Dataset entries
|---|
//! Per-project admission chains.
//!
//! Each project gets one worker task fed by an unbounded channel. Admission
//! requests are processed strictly in arrival order, one at a time, so two
//! passes for the same project never interleave. Different projects have
//! independent workers and run in parallel.
//!
//! A worker only holds a weak reference to the pass runner. Dropping the
//! scheduler drops the registry, which closes every channel and lets the
//! workers exit.

use std::collections::HashMap;
use std::future::Future;
use std::panic::AssertUnwindSafe;
use std::sync::atomic::{AtomicU64, AtomicUsize, Ordering};
use std::sync::{Arc, Weak};

use async_trait::async_trait;
use futures::FutureExt;
use parking_lot::Mutex;
use tokio::sync::{mpsc, oneshot};
use tracing::{debug, error};

use crate::core::error::SchedulerError;
use crate::core::scheduler::{PassOutcome, PassReport};
use crate::util::clock::now_ms;
use crate::util::serde::ProjectId;

/// Abstraction for spawning background work on a runtime.
pub trait Spawn {
    /// Spawn a future that runs to completion in the background.
    fn spawn<F>(&self, fut: F)
    where
        F: Future<Output = ()> + Send + 'static;
}

/// Runs one admission pass. Implementations fold their own errors into the
/// returned report.
#[async_trait]
pub(crate) trait PassRunner: Send + Sync + 'static {
    async fn run_pass(&self, project_id: &str) -> PassReport;
}

pub(crate) enum ChainRequest {
    /// Run a pass; reply with its report if anyone is waiting.
    Pass {
        reply: Option<oneshot::Sender<PassReport>>,
    },
    /// Acknowledge once everything queued ahead of this has finished.
    Drain { done: oneshot::Sender<()> },
}

/// Diagnostics for one chain.
#[derive(Debug, Default)]
pub(crate) struct ChainStats {
    /// Passes enqueued but not finished, including the one running.
    depth: AtomicUsize,
    last_updated_ms: AtomicU64,
    completed: AtomicU64,
}

impl ChainStats {
    fn touch(&self) {
        let now = u64::try_from(now_ms()).unwrap_or(u64::MAX);
        self.last_updated_ms.store(now, Ordering::Release);
    }

    pub(crate) fn depth(&self) -> usize {
        self.depth.load(Ordering::Acquire)
    }

    pub(crate) fn last_updated_ms(&self) -> u64 {
        self.last_updated_ms.load(Ordering::Acquire)
    }

    pub(crate) fn completed(&self) -> u64 {
        self.completed.load(Ordering::Acquire)
    }

    fn finish_pass(&self) {
        self.depth.fetch_sub(1, Ordering::AcqRel);
        self.completed.fetch_add(1, Ordering::AcqRel);
        self.touch();
    }
}

/// Sending half of a project's chain.
#[derive(Clone)]
pub(crate) struct ChainHandle {
    tx: mpsc::UnboundedSender<ChainRequest>,
    stats: Arc<ChainStats>,
}

impl ChainHandle {
    /// Append a pass to the chain. Returns the depth after enqueueing, or
    /// `None` if the worker has already exited.
    pub(crate) fn enqueue_pass(&self, reply: Option<oneshot::Sender<PassReport>>) -> Option<usize> {
        let depth = self.stats.depth.fetch_add(1, Ordering::AcqRel) + 1;
        if self.tx.send(ChainRequest::Pass { reply }).is_err() {
            self.stats.depth.fetch_sub(1, Ordering::AcqRel);
            return None;
        }
        self.stats.touch();
        Some(depth)
    }

    /// Append a drain marker. The receiver resolves once every request
    /// queued before it has been processed.
    pub(crate) fn enqueue_drain(&self) -> Option<oneshot::Receiver<()>> {
        let (done, rx) = oneshot::channel();
        self.tx.send(ChainRequest::Drain { done }).ok()?;
        Some(rx)
    }

    pub(crate) fn stats(&self) -> &ChainStats {
        &self.stats
    }
}

/// Concurrency-safe map from project to its chain, created lazily.
#[derive(Default)]
pub(crate) struct ChainRegistry {
    chains: Mutex<HashMap<ProjectId, ChainHandle>>,
}

impl ChainRegistry {
    /// Append a pass to a project's chain, creating the chain and spawning
    /// its worker on first use. Returns the depth after enqueueing.
    ///
    /// `accepting` is checked and the request sent under the registry lock,
    /// so once `take_all` has run no pass can land behind a drain marker.
    /// Returns `None` when `accepting` is false or the worker has exited.
    pub(crate) fn enqueue_pass<R, S>(
        &self,
        project_id: &str,
        accepting: impl FnOnce() -> bool,
        reply: Option<oneshot::Sender<PassReport>>,
        runner: Weak<R>,
        spawner: &S,
    ) -> Option<usize>
    where
        R: PassRunner,
        S: Spawn,
    {
        let mut chains = self.chains.lock();
        if !accepting() {
            return None;
        }
        let handle = chains.entry(project_id.to_owned()).or_insert_with(|| {
            let (tx, rx) = mpsc::unbounded_channel();
            let stats = Arc::new(ChainStats::default());
            stats.touch();
            spawner.spawn(run_chain(project_id.to_owned(), rx, Arc::clone(&stats), runner));
            debug!(project_id, "created admission chain");
            ChainHandle { tx, stats }
        });
        handle.enqueue_pass(reply)
    }

    /// Pending depth for a project; zero when it has no chain.
    pub(crate) fn depth(&self, project_id: &str) -> usize {
        self.chains
            .lock()
            .get(project_id)
            .map_or(0, |h| h.stats().depth())
    }

    pub(crate) fn get(&self, project_id: &str) -> Option<ChainHandle> {
        self.chains.lock().get(project_id).cloned()
    }

    pub(crate) fn project_ids(&self) -> Vec<ProjectId> {
        self.chains.lock().keys().cloned().collect()
    }

    /// Remove every chain, returning their handles for draining.
    pub(crate) fn take_all(&self) -> Vec<(ProjectId, ChainHandle)> {
        self.chains.lock().drain().collect()
    }
}

async fn run_chain<R: PassRunner>(
    project_id: ProjectId,
    mut rx: mpsc::UnboundedReceiver<ChainRequest>,
    stats: Arc<ChainStats>,
    runner: Weak<R>,
) {
    while let Some(request) = rx.recv().await {
        match request {
            ChainRequest::Pass { reply } => {
                let report = match runner.upgrade() {
                    Some(runner) => run_guarded(runner.as_ref(), &project_id).await,
                    None => PassReport::new(&project_id, PassOutcome::ShuttingDown),
                };
                stats.finish_pass();
                if let Some(reply) = reply {
                    let _ = reply.send(report);
                }
            }
            ChainRequest::Drain { done } => {
                let _ = done.send(());
            }
        }
    }
    debug!(project_id = %project_id, "admission chain closed");
}

/// Run a pass so that a panic inside it still lets the chain advance.
async fn run_guarded<R: PassRunner>(runner: &R, project_id: &str) -> PassReport {
    match AssertUnwindSafe(runner.run_pass(project_id)).catch_unwind().await {
        Ok(report) => report,
        Err(panic) => {
            let message = panic
                .downcast_ref::<&str>()
                .map(|s| (*s).to_owned())
                .or_else(|| panic.downcast_ref::<String>().cloned())
                .unwrap_or_else(|| "unknown panic".to_owned());
            error!(project_id, panic = %message, "admission pass panicked");
            let err = SchedulerError::PassPanicked(message);
            PassReport::new(project_id, PassOutcome::Failed(err.to_string()))
        }
    }
}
|---|
What to do:
Starting with the first line above and ending with the line that holds "use std::future::Future;", restate each line word for word and add nothing else.

Expected output:
//! Per-project admission chains.
//!
//! Each project gets one worker task fed by an unbounded channel. Admission
//! requests are processed strictly in arrival order, one at a time, so two
//! passes for the same project never interleave. Different projects have
//! independent workers and run in parallel.
//!
//! A worker only holds a weak reference to the pass runner. Dropping the
//! scheduler drops the registry, which closes every channel and lets the
//! workers exit.

use std::collections::HashMap;
use std::future::Future;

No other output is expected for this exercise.